The goal of this paper is to help advance the understanding of network design and discover design principles that generalize across the setting. Instead of focusing on designing individual network instances, author design network design space that parameterize population of network.

Introduction

In this work, author present a new network design paradigm that combines the advantages of manual design and NAS. Instead of focusing on designing individual network instances, author design design spaces that parameterize populations of network. Like in manual design, author aim for interpretability and to discover general design principles that describe network that are simple, work well, and generalize across setting. Like in NAS, author aim to take advantage of semi-automated procedures to help achieve these goal.

Design Space Design

The general strategy is to progressively design simplified version of an initial design space while maintaining or improving its quality. As shown in the image above, the design started from initial design space A and apply two refinement steps to yield design space B and C. In this case, C B A, and the error distributions are strictly improving from A to B to C. The hope is that design principles that apply to model populations are more likely to be robust and generalize. The overall process is analogous to manual design, elevated to the population level and guided via distribution estimates of network design spaces.

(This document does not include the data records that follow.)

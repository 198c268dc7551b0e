//! Line shapes: a plain segment and a measuring variant.
//!
//! Both carry two named handles in shape-local coordinates. Moving a handle
//! keeps the invariant that no handle coordinate is negative by shifting the
//! shape origin instead.

use crate::geometry::{
    Bounds, normalized_angle, point_to_fixed, rotate_around, snap_angle_to_segments, snap_to_grid,
};
use crate::shapes::{ANGLE_SNAP_SEGMENTS, ShapeType, StyleRecord, unique_id};
use kurbo::{Point, Vec2};
use serde::{Deserialize, Serialize};

/// Identifier of a line handle.
#[derive(Debug, Clone, Copy, PartialEq, Eq, Hash, Serialize, Deserialize)]
pub enum HandleKey {
    #[serde(rename = "start")]
    Start,
    #[serde(rename = "end")]
    End,
}

impl HandleKey {
    pub fn opposite(&self) -> HandleKey {
        match self {
            HandleKey::Start => HandleKey::End,
            HandleKey::End => HandleKey::Start,
        }
    }
}

/// A draggable control point, in shape-local coordinates.
#[derive(Debug, Clone, PartialEq, Serialize, Deserialize)]
pub struct Handle {
    pub id: HandleKey,
    pub index: u32,
    pub point: Point,
}

/// The two handles of a line shape.
#[derive(Debug, Clone, PartialEq, Serialize, Deserialize)]
pub struct LineHandles {
    pub start: Handle,
    pub end: Handle,
}

impl Default for LineHandles {
    fn default() -> Self {
        Self {
            start: Handle {
                id: HandleKey::Start,
                index: 0,
                point: Point::ZERO,
            },
            end: Handle {
                id: HandleKey::End,
                index: 1,
                point: Point::new(1.0, 1.0),
            },
        }
    }
}

impl LineHandles {
    pub fn get(&self, key: HandleKey) -> &Handle {
        match key {
            HandleKey::Start => &self.start,
            HandleKey::End => &self.end,
        }
    }

    fn get_mut(&mut self, key: HandleKey) -> &mut Handle {
        match key {
            HandleKey::Start => &mut self.start,
            HandleKey::End => &mut self.end,
        }
    }

    /// Segment length in canvas units.
    pub fn length(&self) -> f64 {
        (self.end.point - self.start.point).hypot()
    }
}

/// Move one handle of a line-family shape.
///
/// Applies the optional angle snap (measured from the opposite handle), then
/// the grid snap, then re-anchors: if either handle ended up with a negative
/// coordinate the shape origin absorbs the difference so local coordinates
/// stay non-negative.
fn move_line_handle(
    origin: Point,
    handles: &LineHandles,
    key: HandleKey,
    delta: Vec2,
    snap_to_angle: bool,
    grid: f64,
) -> (Point, LineHandles) {
    let mut next = handles.clone();

    let mut point = point_to_fixed(handles.get(key).point + delta);
    if snap_to_angle {
        let anchor = handles.get(key.opposite()).point;
        let angle = normalized_angle(anchor, point);
        let snapped = snap_angle_to_segments(angle, ANGLE_SNAP_SEGMENTS);
        point = rotate_around(point, anchor, snapped - angle);
    }
    next.get_mut(key).point = point_to_fixed(snap_to_grid(point, grid));

    // Re-anchor so both handles stay in the positive quadrant.
    let bounds = Bounds::from_points(&[next.start.point, next.end.point]);
    let offset = Vec2::new(bounds.min_x, bounds.min_y);
    next.start.point = point_to_fixed(next.start.point - offset);
    next.end.point = point_to_fixed(next.end.point - offset);

    (point_to_fixed(origin + offset), next)
}

fn line_bounds(origin: Point, handles: &LineHandles) -> Bounds {
    Bounds::from_points(&[handles.start.point, handles.end.point])
        .translated(origin)
}

/// A straight line segment.
#[derive(Debug, Clone, PartialEq, Serialize, Deserialize)]
#[serde(rename_all = "camelCase")]
pub struct LineShape {
    pub id: String,
    #[serde(default)]
    pub child_index: f64,
    pub point: Point,
    #[serde(default)]
    pub rotation: f64,
    #[serde(default)]
    pub styles: StyleRecord,
    #[serde(default)]
    pub handles: LineHandles,
}

impl LineShape {
    pub fn new(point: Point, child_index: f64, styles: &StyleRecord) -> Self {
        Self {
            id: unique_id(),
            child_index,
            point,
            rotation: 0.0,
            styles: styles.pick(ShapeType::Line.style_props()),
            handles: LineHandles::default(),
        }
    }

    pub fn bounds(&self) -> Bounds {
        line_bounds(self.point, &self.handles)
    }

    pub fn move_handle(&self, key: HandleKey, delta: Vec2, snap_to_angle: bool, grid: f64) -> Self {
        let (point, handles) = move_line_handle(self.point, &self.handles, key, delta, snap_to_angle, grid);
        Self {
            point,
            handles,
            ..self.clone()
        }
    }
}

/// A line that reports its length as a real-world measurement.
#[derive(Debug, Clone, PartialEq, Serialize, Deserialize)]
#[serde(rename_all = "camelCase")]
pub struct MeasureLineShape {
    pub id: String,
    #[serde(default)]
    pub child_index: f64,
    pub point: Point,
    #[serde(default)]
    pub rotation: f64,
    #[serde(default)]
    pub styles: StyleRecord,
    #[serde(default)]
    pub handles: LineHandles,
}

impl MeasureLineShape {
    pub fn new(point: Point, child_index: f64, styles: &StyleRecord) -> Self {
        Self {
            id: unique_id(),
            child_index,
            point,
            rotation: 0.0,
            styles: styles.pick(ShapeType::MeasureLine.style_props()),
            handles: LineHandles::default(),
        }
    }

    pub fn bounds(&self) -> Bounds {
        line_bounds(self.point, &self.handles)
    }

    pub fn move_handle(&self, key: HandleKey, delta: Vec2, snap_to_angle: bool, grid: f64) -> Self {
        let (point, handles) = move_line_handle(self.point, &self.handles, key, delta, snap_to_angle, grid);
        Self {
            point,
            handles,
            ..self.clone()
        }
    }

    /// Length scaled by the page's measurement ratio.
    pub fn measurement(&self, ratio: f64) -> f64 {
        self.handles.length() * ratio
    }
}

The focus of this paper is on exploring network structure assuming standard model families including VGG, ResNet, and ResNeXt. From relatively unconstrained design space called AnyNet, author apply human-in-the-loop methodology to arrive at a low-dimensional design space consisting of simple “regular” networks called RegNet.

Related Work

Manual Network design

The design process behind popular networks, such as VGG, Inception, ResNet, ResNeXt, DenseNet, and MobileNet, was largely manual and focused on discovering new design choices that improve accuracy. Author share the goal of discovering new design principles. This methodology is analogous to manual design but performed at the design space level.

Automated network design

The network design process has shifted from a manual exploration to more automated network design popularized by NAS. Unlike NAS which focuses on the search algorithm, this methodology focus on a paradigm for designing novel design spaces. Better design space an improve the efficiency of NAS search algorithm and lead to existence of better models by enriching the design space.

Network Scaling

Both manual and semi-automated network design typically focus on finding best-performing network instances for specific regime. The goal of this paper is to discover general design principles that hold across regimes and allow for efficient tuning for the optimal network in any target regime.

Comparing network

The author of On network design space for visual recognition proposed a methodology for comparing and analyzing populations of networks sampled from a design space. This distribution-level view is fully-aligned with goal of finding general design principles. Therefore, author adopt this methodology and demonstrate that it can serve as a useful tool for the design space design process.

Parameterization

Final quantized linear parameterization shares similarity with previous work. There are two key difference:

  1. provide empirical study justifying the design choices
  2. give insights into structural design choices that were not previously understood.

Design Space Design

Author propose to design progressively simplified versions of an initial, unconstrained design space, referred as design space design. In each step of design process the input is an initial design space and the output is a refined design space, where the aim of each design step is to discover design principle that yield populations of a simpler or better performing model.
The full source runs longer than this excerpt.